EXERCISE DIRECTIONS
Set down the complete data exactly as it appears below.

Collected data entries
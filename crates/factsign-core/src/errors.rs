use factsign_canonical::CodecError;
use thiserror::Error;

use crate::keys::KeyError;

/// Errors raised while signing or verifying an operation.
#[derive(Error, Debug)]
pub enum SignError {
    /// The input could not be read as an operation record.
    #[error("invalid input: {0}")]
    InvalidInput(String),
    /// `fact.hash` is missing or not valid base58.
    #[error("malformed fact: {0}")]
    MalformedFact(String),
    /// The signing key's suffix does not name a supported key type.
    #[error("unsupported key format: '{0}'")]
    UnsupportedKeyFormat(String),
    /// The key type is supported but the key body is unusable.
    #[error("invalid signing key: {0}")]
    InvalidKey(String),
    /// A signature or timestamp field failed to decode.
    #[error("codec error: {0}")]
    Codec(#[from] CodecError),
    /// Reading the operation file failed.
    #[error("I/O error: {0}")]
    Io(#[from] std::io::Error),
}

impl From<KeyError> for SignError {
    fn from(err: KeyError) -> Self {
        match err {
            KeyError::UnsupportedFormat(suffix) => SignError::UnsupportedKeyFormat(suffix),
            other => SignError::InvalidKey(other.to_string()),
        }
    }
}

TASK SOLUTION
filename crates/factsign-core/src/errors.rs
use factsign_canonical::CodecError;
use thiserror::Error;

use crate::keys::KeyError;

/// Errors raised while signing or verifying an operation.
#[derive(Error, Debug)]
pub enum SignError {
    /// The input could not be read as an operation record.
    #[error("invalid input: {0}")]
    InvalidInput(String),
    /// `fact.hash` is missing or not valid base58.
    #[error("malformed fact: {0}")]
    MalformedFact(String),
    /// The signing key's suffix does not name a supported key type.
    #[error("unsupported key format: '{0}'")]
    UnsupportedKeyFormat(String),
    /// The key type is supported but the key body is unusable.
    #[error("invalid signing key: {0}")]
    InvalidKey(String),
    /// A signature or timestamp field failed to decode.
    #[error("codec error: {0}")]
    Codec(#[from] CodecError),
    /// Reading the operation file failed.
    #[error("I/O error: {0}")]
    Io(#[from] std::io::Error),
}

impl From<KeyError> for SignError {
    fn from(err: KeyError) -> Self {
        match err {
            KeyError::UnsupportedFormat(suffix) => SignError::UnsupportedKeyFormat(suffix),
            other => SignError::InvalidKey(other.to_string()),
        }
    }
}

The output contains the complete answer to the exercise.